Task requirements. Every line with the string "clippy" in it belongs in your answer, so copy them all from the data.

Input data.
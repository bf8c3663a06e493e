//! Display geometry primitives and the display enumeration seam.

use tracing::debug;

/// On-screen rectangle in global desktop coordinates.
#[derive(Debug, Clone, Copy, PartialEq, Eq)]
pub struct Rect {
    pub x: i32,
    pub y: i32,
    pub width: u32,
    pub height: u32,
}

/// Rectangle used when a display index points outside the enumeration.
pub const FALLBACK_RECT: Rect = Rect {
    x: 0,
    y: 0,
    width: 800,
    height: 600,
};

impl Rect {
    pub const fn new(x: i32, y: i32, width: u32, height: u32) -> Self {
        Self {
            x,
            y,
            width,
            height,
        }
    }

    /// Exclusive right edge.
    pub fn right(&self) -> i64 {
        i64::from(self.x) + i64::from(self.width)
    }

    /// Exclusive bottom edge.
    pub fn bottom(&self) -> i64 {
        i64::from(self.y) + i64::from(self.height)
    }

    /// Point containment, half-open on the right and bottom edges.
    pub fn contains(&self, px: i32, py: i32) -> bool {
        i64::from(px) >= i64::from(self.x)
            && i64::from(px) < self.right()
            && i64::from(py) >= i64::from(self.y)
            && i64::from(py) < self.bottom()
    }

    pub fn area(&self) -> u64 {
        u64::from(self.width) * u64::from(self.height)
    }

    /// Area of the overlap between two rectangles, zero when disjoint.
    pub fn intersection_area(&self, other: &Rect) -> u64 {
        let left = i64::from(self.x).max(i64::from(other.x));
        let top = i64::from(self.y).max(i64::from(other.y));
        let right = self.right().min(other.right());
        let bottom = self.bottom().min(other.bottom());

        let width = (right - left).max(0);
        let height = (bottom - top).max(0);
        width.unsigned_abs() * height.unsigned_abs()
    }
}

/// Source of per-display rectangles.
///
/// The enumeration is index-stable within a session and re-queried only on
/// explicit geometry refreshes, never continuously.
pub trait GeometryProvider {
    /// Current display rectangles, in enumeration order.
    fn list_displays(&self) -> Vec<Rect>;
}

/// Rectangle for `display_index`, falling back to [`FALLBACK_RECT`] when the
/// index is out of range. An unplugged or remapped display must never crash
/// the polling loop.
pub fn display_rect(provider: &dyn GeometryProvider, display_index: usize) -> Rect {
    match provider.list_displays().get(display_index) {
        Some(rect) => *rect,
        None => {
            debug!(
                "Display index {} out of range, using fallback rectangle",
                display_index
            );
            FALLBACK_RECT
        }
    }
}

...

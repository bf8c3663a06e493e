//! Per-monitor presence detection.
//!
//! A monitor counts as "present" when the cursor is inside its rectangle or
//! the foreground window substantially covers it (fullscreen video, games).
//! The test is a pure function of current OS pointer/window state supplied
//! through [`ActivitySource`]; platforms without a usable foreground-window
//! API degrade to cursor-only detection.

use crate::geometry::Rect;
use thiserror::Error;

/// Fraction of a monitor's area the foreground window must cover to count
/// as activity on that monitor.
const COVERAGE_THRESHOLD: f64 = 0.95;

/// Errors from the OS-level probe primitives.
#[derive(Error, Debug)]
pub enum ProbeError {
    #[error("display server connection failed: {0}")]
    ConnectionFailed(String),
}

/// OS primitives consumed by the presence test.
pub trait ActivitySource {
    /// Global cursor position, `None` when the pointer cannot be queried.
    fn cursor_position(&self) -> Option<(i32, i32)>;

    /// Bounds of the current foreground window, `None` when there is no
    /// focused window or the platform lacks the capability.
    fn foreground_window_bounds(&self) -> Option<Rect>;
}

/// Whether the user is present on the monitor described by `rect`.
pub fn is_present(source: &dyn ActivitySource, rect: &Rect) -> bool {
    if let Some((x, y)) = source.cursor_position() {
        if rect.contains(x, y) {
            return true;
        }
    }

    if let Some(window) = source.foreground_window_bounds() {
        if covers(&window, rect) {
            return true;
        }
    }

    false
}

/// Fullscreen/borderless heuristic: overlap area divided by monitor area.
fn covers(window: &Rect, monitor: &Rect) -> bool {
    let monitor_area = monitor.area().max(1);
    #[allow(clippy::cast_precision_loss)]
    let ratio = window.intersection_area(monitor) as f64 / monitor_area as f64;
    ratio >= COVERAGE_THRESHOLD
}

...

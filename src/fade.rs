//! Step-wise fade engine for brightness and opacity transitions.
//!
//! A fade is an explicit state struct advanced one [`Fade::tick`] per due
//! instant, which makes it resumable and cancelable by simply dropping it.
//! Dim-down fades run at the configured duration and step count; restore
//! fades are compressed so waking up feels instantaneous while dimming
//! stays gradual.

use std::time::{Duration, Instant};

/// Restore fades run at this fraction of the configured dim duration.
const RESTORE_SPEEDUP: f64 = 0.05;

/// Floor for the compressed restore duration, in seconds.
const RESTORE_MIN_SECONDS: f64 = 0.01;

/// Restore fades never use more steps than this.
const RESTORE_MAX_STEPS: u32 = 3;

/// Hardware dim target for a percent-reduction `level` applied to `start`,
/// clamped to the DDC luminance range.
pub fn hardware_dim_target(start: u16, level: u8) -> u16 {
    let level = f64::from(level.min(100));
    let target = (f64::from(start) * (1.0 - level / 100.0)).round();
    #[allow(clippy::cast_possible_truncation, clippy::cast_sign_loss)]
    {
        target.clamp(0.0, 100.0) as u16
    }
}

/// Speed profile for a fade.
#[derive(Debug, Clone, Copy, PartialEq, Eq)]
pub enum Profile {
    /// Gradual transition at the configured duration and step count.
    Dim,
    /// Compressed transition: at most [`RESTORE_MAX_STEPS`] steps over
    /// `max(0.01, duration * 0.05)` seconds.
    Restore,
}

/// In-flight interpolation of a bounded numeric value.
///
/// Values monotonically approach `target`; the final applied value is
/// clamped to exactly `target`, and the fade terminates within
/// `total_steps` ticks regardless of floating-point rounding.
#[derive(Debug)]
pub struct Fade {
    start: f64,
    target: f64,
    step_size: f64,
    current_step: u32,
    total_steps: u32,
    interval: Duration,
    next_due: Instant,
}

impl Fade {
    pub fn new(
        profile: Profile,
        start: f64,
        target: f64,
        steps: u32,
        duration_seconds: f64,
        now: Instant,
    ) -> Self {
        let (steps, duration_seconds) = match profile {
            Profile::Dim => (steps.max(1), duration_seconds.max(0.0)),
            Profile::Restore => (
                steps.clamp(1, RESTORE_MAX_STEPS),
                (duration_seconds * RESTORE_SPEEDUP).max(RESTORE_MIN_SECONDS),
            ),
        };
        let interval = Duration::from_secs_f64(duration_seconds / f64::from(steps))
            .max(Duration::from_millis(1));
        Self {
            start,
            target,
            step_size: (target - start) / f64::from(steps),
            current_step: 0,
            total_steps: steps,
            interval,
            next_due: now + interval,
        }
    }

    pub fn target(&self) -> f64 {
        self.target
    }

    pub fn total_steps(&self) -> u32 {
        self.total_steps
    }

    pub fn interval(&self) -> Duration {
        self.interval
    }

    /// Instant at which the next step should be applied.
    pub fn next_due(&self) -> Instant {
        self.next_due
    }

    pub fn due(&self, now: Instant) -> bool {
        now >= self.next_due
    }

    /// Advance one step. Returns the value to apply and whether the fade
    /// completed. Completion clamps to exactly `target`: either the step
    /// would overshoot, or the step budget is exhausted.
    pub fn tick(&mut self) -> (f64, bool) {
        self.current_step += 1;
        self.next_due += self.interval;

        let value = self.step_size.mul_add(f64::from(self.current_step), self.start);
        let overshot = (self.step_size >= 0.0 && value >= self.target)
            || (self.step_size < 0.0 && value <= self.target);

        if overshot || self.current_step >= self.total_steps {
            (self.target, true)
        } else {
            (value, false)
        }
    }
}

Solution to this problem.
    #[allow(clippy::cast_precision_loss)]
    #[allow(clippy::cast_possible_truncation, clippy::cast_sign_loss)]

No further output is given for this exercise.